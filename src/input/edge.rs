//! Rising-edge source
//!
//! Polls every channel line on a dedicated thread and emits an
//! [`EdgeEvent`] on each low-to-high transition. The bounce time is
//! enforced per line here, the way a GPIO interrupt layer would: an edge
//! arriving sooner than `bounce` after the last accepted edge on the same
//! line is dropped.

use crossbeam_channel::Sender;
use std::sync::atomic::{AtomicBool, Ordering};
use std::sync::Arc;
use std::thread::{self, JoinHandle};
use std::time::{Duration, Instant};

use crate::error::InputError;
use crate::input::InputLines;
use crate::selector::{ChannelId, ChannelTable};
use crate::supervisor::Fault;

/// A rising edge on a channel line
#[derive(Debug, Clone, Copy, PartialEq, Eq)]
pub struct EdgeEvent {
    pub channel: ChannelId,
    pub at: Instant,
}

/// Per-line edge and bounce bookkeeping
pub struct EdgeDetector {
    previous: Vec<bool>,
    last_accepted: Vec<Option<Instant>>,
    bounce: Duration,
}

impl EdgeDetector {
    /// Start from the given baseline so lines already asserted do not fire
    pub fn new(baseline: Vec<bool>, bounce: Duration) -> Self {
        let len = baseline.len();
        Self {
            previous: baseline,
            last_accepted: vec![None; len],
            bounce,
        }
    }

    /// Record a sample; returns true when it is an accepted rising edge
    pub fn observe(&mut self, index: usize, level: bool, now: Instant) -> bool {
        let was = std::mem::replace(&mut self.previous[index], level);
        if was || !level {
            return false;
        }

        let clear = self.last_accepted[index]
            .map_or(true, |last| now.saturating_duration_since(last) >= self.bounce);
        if clear {
            self.last_accepted[index] = Some(now);
        }
        clear
    }
}

/// Background edge source
pub struct EdgeMonitor {
    running: Arc<AtomicBool>,
    thread_handle: Option<JoinHandle<()>>,
}

impl EdgeMonitor {
    /// Spawn the polling thread
    pub fn start(
        lines: Arc<dyn InputLines>,
        table: Arc<ChannelTable>,
        poll_interval: Duration,
        bounce: Duration,
        events: Sender<EdgeEvent>,
        faults: Sender<Fault>,
    ) -> Result<Self, InputError> {
        let mut baseline = Vec::with_capacity(table.len());
        for channel in table.iter() {
            baseline.push(lines.read(channel.pin)?);
        }

        let running = Arc::new(AtomicBool::new(true));
        let running_for_loop = running.clone();

        let handle = thread::Builder::new()
            .name("edge-monitor".to_string())
            .spawn(move || {
                let mut detector = EdgeDetector::new(baseline, bounce);

                while running_for_loop.load(Ordering::Relaxed) {
                    for channel in table.iter() {
                        let level = match lines.read(channel.pin) {
                            Ok(level) => level,
                            Err(e) => {
                                tracing::error!("Edge monitor lost line {}: {}", channel.pin, e);
                                running_for_loop.store(false, Ordering::SeqCst);
                                let _ = faults.send(Fault::new("edge-monitor", e.to_string()));
                                return;
                            }
                        };

                        let now = Instant::now();
                        if detector.observe(channel.id.index(), level, now) {
                            tracing::trace!("Rising edge on {} (pin {})", channel.name, channel.pin);
                            if events.send(EdgeEvent { channel: channel.id, at: now }).is_err() {
                                running_for_loop.store(false, Ordering::SeqCst);
                                return;
                            }
                        }
                    }
                    thread::sleep(poll_interval);
                }
            })
            .map_err(|e| InputError::EdgeSource(e.to_string()))?;

        Ok(Self {
            running,
            thread_handle: Some(handle),
        })
    }

    /// Stop polling and join the thread
    pub fn stop(&mut self) {
        self.running.store(false, Ordering::SeqCst);

        if let Some(handle) = self.thread_handle.take() {
            let _ = handle.join();
        }
    }

    pub fn is_running(&self) -> bool {
        self.running.load(Ordering::SeqCst)
    }
}

impl Drop for EdgeMonitor {
    fn drop(&mut self) {
        self.stop();
    }
}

________

*WHAT IS REQUIRED*:
Look through the material above. Copy each line where the word "load" appears.

*OUTPUT OF THE TASK*:
                while running_for_loop.load(Ordering::Relaxed) {
        self.running.load(Ordering::SeqCst)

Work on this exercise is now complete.